Women are being told to wear high heels, revealing dresses and dye their hair blonde, despite gender discrimination being illegal in the UK, a parliamentary study released today has found, prompting MPs to call for a new law against imposing sexist dress codes at workplaces. The study – High Heels and Workplace Dress Codes – was commissioned by the House of Commons’ parliamentary committee last year after a petition by London-based receptionist Nicola Thorp, who was sent home from work in December 2015 for not wearing high heels, gained more than 150,000 signatures.
The study found that it was not an “isolated” incident and female workers are routinely asked to submit to wear high heels, makeup or revealing outfits.

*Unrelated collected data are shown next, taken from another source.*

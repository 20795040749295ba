//! Resilience primitives shared by provider clients.

use std::sync::Arc;
use std::time::Duration;

use backon::ExponentialBuilder;
use tokio::sync::Semaphore;
use tokio::time::sleep;

/// Retries on top of the first attempt for transient provider errors.
pub const MAX_RETRIES: usize = 2;

/// Per-source rate limiter.
///
/// Limits throughput to a configurable number of requests per second by
/// combining a single-permit [`Semaphore`] with a fixed sleep interval.
#[derive(Debug, Clone)]
pub struct RateLimiter {
    semaphore: Arc<Semaphore>,
    interval: Duration,
}

impl RateLimiter {
    /// Creates a limiter allowing at most `requests_per_second` requests
    /// per second. Zero is treated as one.
    pub fn new(requests_per_second: u32) -> Self {
        let per_second = u64::from(requests_per_second.max(1));
        Self {
            semaphore: Arc::new(Semaphore::new(1)),
            interval: Duration::from_millis(1000 / per_second),
        }
    }

    /// Interval each request holds the slot for.
    pub fn interval(&self) -> Duration {
        self.interval
    }

    /// Waits until a request slot is available, then holds the slot for
    /// the configured interval.
    pub async fn acquire(&self) {
        // The semaphore is never closed; a closed one simply stops limiting.
        let _permit = self.semaphore.acquire().await.ok();
        sleep(self.interval).await;
    }
}

/// Backoff policy for transient HTTP failures.
pub fn retry_policy() -> ExponentialBuilder {
    ExponentialBuilder::default()
        .with_min_delay(Duration::from_millis(500))
        .with_max_delay(Duration::from_secs(5))
        .with_max_times(MAX_RETRIES)
}

#[cfg(test)]
mod tests {
    use super::*;
    use std::time::Instant;

    #[test]
    fn test_interval_from_rate() {
        assert_eq!(RateLimiter::new(5).interval(), Duration::from_millis(200));
        assert_eq!(RateLimiter::new(0).interval(), Duration::from_secs(1));
    }

    #[tokio::test]
    async fn test_acquire_serialises_requests() {
        let limiter = RateLimiter::new(20);
        let start = Instant::now();
        limiter.acquire().await;
        limiter.acquire().await;
        assert!(start.elapsed() >= Duration::from_millis(100));
    }
}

“We heard from hundreds of women who told us about the pain and long-term damage caused by wearing high heels for long periods in the workplace, as well as from women who had been required to dye their hair blonde, to wear revealing outfits and to constantly reapply make-up,” the report said.
The MPs concluded that a legal framework was required to tackle such “discrimination,” as male workers were not required to submit to similar dress codes.
UK law allows companies to proscribe dress code for its employees, but the firms must not discriminate against women in doing so.
“The government has said that the existing law is clear, and that the dress code that prompted this petition is already unlawful. Nevertheless, discriminatory dress codes remain widespread.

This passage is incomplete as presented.